Dataset entries
++++++++

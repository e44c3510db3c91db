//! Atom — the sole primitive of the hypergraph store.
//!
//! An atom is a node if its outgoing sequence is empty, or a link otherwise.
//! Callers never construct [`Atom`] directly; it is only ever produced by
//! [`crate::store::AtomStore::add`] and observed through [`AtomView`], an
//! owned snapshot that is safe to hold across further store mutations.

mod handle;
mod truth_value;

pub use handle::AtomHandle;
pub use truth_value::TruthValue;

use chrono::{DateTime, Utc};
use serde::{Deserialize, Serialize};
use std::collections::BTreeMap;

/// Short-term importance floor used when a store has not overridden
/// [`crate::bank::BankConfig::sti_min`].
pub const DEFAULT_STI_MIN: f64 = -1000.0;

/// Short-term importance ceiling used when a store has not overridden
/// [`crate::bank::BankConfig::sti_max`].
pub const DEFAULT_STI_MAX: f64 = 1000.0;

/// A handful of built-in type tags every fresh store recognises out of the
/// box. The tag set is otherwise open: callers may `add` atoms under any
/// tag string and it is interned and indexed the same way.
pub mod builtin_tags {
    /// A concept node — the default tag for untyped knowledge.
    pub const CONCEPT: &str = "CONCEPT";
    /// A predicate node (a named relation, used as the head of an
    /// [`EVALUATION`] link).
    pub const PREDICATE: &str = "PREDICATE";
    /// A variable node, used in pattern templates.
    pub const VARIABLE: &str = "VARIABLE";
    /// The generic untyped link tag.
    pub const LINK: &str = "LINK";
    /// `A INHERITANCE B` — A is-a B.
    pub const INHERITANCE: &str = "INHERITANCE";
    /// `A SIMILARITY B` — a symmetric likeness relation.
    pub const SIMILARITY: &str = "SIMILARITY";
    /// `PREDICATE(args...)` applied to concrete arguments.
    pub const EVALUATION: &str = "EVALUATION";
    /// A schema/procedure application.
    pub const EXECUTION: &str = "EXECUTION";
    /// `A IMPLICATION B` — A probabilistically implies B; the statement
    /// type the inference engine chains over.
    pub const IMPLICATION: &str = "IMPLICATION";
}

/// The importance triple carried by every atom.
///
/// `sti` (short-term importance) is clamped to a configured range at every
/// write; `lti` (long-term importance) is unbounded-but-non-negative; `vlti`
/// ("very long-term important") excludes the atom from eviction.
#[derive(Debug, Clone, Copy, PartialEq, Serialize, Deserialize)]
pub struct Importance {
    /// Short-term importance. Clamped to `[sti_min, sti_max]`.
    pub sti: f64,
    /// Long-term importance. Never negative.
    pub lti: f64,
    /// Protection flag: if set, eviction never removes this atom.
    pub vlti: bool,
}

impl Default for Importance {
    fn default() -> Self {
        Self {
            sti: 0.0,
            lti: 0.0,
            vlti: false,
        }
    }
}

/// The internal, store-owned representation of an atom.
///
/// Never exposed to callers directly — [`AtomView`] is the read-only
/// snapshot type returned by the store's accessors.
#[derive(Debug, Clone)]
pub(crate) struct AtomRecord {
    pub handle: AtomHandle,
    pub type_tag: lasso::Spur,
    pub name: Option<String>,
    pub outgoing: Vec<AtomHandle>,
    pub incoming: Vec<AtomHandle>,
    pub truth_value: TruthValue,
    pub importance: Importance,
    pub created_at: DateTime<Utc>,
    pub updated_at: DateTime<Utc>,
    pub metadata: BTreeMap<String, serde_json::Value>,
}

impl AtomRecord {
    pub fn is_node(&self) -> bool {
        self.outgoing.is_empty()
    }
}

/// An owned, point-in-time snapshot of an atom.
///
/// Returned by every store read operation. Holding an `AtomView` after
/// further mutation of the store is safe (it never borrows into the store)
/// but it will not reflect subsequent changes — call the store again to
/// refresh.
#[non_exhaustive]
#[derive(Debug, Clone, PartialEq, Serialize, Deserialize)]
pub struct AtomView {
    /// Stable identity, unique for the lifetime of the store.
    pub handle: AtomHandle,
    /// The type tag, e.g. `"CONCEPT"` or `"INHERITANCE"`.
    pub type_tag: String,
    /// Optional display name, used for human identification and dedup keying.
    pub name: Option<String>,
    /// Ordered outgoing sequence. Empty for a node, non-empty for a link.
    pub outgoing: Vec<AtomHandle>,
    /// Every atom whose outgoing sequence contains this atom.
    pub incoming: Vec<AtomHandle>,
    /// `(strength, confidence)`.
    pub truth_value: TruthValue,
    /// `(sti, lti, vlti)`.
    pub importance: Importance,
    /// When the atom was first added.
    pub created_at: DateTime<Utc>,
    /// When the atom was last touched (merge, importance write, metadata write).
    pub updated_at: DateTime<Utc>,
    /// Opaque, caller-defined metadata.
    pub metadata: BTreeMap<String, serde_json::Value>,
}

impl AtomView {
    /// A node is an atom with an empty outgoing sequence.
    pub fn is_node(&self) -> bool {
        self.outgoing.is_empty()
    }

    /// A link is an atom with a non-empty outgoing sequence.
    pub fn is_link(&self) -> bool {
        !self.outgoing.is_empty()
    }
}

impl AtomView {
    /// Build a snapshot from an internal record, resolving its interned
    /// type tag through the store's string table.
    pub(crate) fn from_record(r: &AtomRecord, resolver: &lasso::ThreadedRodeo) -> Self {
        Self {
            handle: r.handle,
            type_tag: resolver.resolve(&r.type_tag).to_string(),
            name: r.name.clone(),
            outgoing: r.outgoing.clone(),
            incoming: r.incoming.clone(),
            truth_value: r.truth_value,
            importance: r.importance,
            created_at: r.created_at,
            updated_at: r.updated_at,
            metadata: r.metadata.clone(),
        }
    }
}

++++++++

**Problem statement**
Write out all of the records word for word.

**Response to the task**
repository e44c3510db3c91db
//! Atom — the sole primitive of the hypergraph store.
//!
//! An atom is a node if its outgoing sequence is empty, or a link otherwise.
//! Callers never construct [`Atom`] directly; it is only ever produced by
//! [`crate::store::AtomStore::add`] and observed through [`AtomView`], an
//! owned snapshot that is safe to hold across further store mutations.

mod handle;
mod truth_value;

pub use handle::AtomHandle;
pub use truth_value::TruthValue;

use chrono::{DateTime, Utc};
use serde::{Deserialize, Serialize};
use std::collections::BTreeMap;

/// Short-term importance floor used when a store has not overridden
/// [`crate::bank::BankConfig::sti_min`].
pub const DEFAULT_STI_MIN: f64 = -1000.0;

/// Short-term importance ceiling used when a store has not overridden
/// [`crate::bank::BankConfig::sti_max`].
pub const DEFAULT_STI_MAX: f64 = 1000.0;

/// A handful of built-in type tags every fresh store recognises out of the
/// box. The tag set is otherwise open: callers may `add` atoms under any
/// tag string and it is interned and indexed the same way.
pub mod builtin_tags {
    /// A concept node — the default tag for untyped knowledge.
    pub const CONCEPT: &str = "CONCEPT";
    /// A predicate node (a named relation, used as the head of an
    /// [`EVALUATION`] link).
    pub const PREDICATE: &str = "PREDICATE";
    /// A variable node, used in pattern templates.
    pub const VARIABLE: &str = "VARIABLE";
    /// The generic untyped link tag.
    pub const LINK: &str = "LINK";
    /// `A INHERITANCE B` — A is-a B.
    pub const INHERITANCE: &str = "INHERITANCE";
    /// `A SIMILARITY B` — a symmetric likeness relation.
    pub const SIMILARITY: &str = "SIMILARITY";
    /// `PREDICATE(args...)` applied to concrete arguments.
    pub const EVALUATION: &str = "EVALUATION";
    /// A schema/procedure application.
    pub const EXECUTION: &str = "EXECUTION";
    /// `A IMPLICATION B` — A probabilistically implies B; the statement
    /// type the inference engine chains over.
    pub const IMPLICATION: &str = "IMPLICATION";
}

/// The importance triple carried by every atom.
///
/// `sti` (short-term importance) is clamped to a configured range at every
/// write; `lti` (long-term importance) is unbounded-but-non-negative; `vlti`
/// ("very long-term important") excludes the atom from eviction.
#[derive(Debug, Clone, Copy, PartialEq, Serialize, Deserialize)]
pub struct Importance {
    /// Short-term importance. Clamped to `[sti_min, sti_max]`.
    pub sti: f64,
    /// Long-term importance. Never negative.
    pub lti: f64,
    /// Protection flag: if set, eviction never removes this atom.
    pub vlti: bool,
}

impl Default for Importance {
    fn default() -> Self {
        Self {
            sti: 0.0,
            lti: 0.0,
            vlti: false,
        }
    }
}

/// The internal, store-owned representation of an atom.
///
/// Never exposed to callers directly — [`AtomView`] is the read-only
/// snapshot type returned by the store's accessors.
#[derive(Debug, Clone)]
pub(crate) struct AtomRecord {
    pub handle: AtomHandle,
    pub type_tag: lasso::Spur,
    pub name: Option<String>,
    pub outgoing: Vec<AtomHandle>,
    pub incoming: Vec<AtomHandle>,
    pub truth_value: TruthValue,
    pub importance: Importance,
    pub created_at: DateTime<Utc>,
    pub updated_at: DateTime<Utc>,
    pub metadata: BTreeMap<String, serde_json::Value>,
}

impl AtomRecord {
    pub fn is_node(&self) -> bool {
        self.outgoing.is_empty()
    }
}

/// An owned, point-in-time snapshot of an atom.
///
/// Returned by every store read operation. Holding an `AtomView` after
/// further mutation of the store is safe (it never borrows into the store)
/// but it will not reflect subsequent changes — call the store again to
/// refresh.
#[non_exhaustive]
#[derive(Debug, Clone, PartialEq, Serialize, Deserialize)]
pub struct AtomView {
    /// Stable identity, unique for the lifetime of the store.
    pub handle: AtomHandle,
    /// The type tag, e.g. `"CONCEPT"` or `"INHERITANCE"`.
    pub type_tag: String,
    /// Optional display name, used for human identification and dedup keying.
    pub name: Option<String>,
    /// Ordered outgoing sequence. Empty for a node, non-empty for a link.
    pub outgoing: Vec<AtomHandle>,
    /// Every atom whose outgoing sequence contains this atom.
    pub incoming: Vec<AtomHandle>,
    /// `(strength, confidence)`.
    pub truth_value: TruthValue,
    /// `(sti, lti, vlti)`.
    pub importance: Importance,
    /// When the atom was first added.
    pub created_at: DateTime<Utc>,
    /// When the atom was last touched (merge, importance write, metadata write).
    pub updated_at: DateTime<Utc>,
    /// Opaque, caller-defined metadata.
    pub metadata: BTreeMap<String, serde_json::Value>,
}

impl AtomView {
    /// A node is an atom with an empty outgoing sequence.
    pub fn is_node(&self) -> bool {
        self.outgoing.is_empty()
    }

    /// A link is an atom with a non-empty outgoing sequence.
    pub fn is_link(&self) -> bool {
        !self.outgoing.is_empty()
    }
}

impl AtomView {
    /// Build a snapshot from an internal record, resolving its interned
    /// type tag through the store's string table.
    pub(crate) fn from_record(r: &AtomRecord, resolver: &lasso::ThreadedRodeo) -> Self {
        Self {
            handle: r.handle,
            type_tag: resolver.resolve(&r.type_tag).to_string(),
            name: r.name.clone(),
            outgoing: r.outgoing.clone(),
            incoming: r.incoming.clone(),
            truth_value: r.truth_value,
            importance: r.importance,
            created_at: r.created_at,
            updated_at: r.updated_at,
            metadata: r.metadata.clone(),
        }
    }
}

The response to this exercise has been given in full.